-------- Dataset records --------

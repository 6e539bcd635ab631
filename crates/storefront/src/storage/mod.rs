//! Flat key-value persistence.
//!
//! Everything the storefront remembers (accounts, the session principal,
//! carts, order history) is a JSON string under a string key, in the manner
//! of browser local storage. The store itself knows nothing about JSON;
//! encoding and the fail-open decode live in [`codec`].
//!
//! # Implementations
//!
//! - [`MemoryStore`] - process-local map, used by tests and throwaway sessions
//! - [`FileStore`] - a single JSON object file, rewritten atomically on every write

pub mod codec;
mod file;
mod memory;

pub use file::FileStore;
pub use memory::MemoryStore;

use std::path::PathBuf;

use thiserror::Error;

/// A synchronous string-to-string store.
///
/// Writes replace the whole value under a key; there are no partial
/// updates. Methods take `&self` so several services can share one store
/// within a single-threaded session.
pub trait KeyValueStore {
    /// Read the value under `key`.
    fn get(&self, key: &str) -> Option<String>;

    /// Replace the value under `key`.
    fn set(&self, key: &str, value: String);

    /// Delete `key`. Removing an absent key is a no-op.
    fn remove(&self, key: &str);
}

/// Errors raised at the storage boundary.
#[derive(Debug, Error)]
pub enum StorageError {
    /// The backing file could not be read or written.
    #[error("storage I/O error at {}: {source}", path.display())]
    Io {
        path: PathBuf,
        #[source]
        source: std::io::Error,
    },

    /// The backing file is not a JSON object of strings.
    #[error("storage file {} is corrupt: {source}", path.display())]
    Corrupt {
        path: PathBuf,
        #[source]
        source: serde_json::Error,
    },

    /// A stored value could not be decoded into the expected type.
    #[error("malformed value under {key:?}: {source}")]
    Malformed {
        key: String,
        #[source]
        source: serde_json::Error,
    },

    /// A value could not be encoded.
    #[error("failed to encode value for {key:?}: {source}")]
    Encode {
        key: String,
        #[source]
        source: serde_json::Error,
    },
}
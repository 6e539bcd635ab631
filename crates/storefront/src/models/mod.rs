//! Domain models for the storefront.
//!
//! All of these round-trip through JSON in the key-value store; see
//! [`session::keys`] for where each one lives.

pub mod cart;
pub mod order;
pub mod product;
pub mod session;
pub mod user;

pub use cart::{Cart, LineItem};
pub use order::OrderReceipt;
pub use product::Product;
pub use user::Principal;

--------

**Instructions to follow**. Please print, exactly and with nothing else, the lines from the first line of the entries through the line containing "nothing about JSON;".

**Result of this exercise**.
repository 6e539bcd635ab631
filename crates/storefront/src/storage/mod.rs
//! Flat key-value persistence.
//!
//! Everything the storefront remembers (accounts, the session principal,
//! carts, order history) is a JSON string under a string key, in the manner
//! of browser local storage. The store itself knows nothing about JSON;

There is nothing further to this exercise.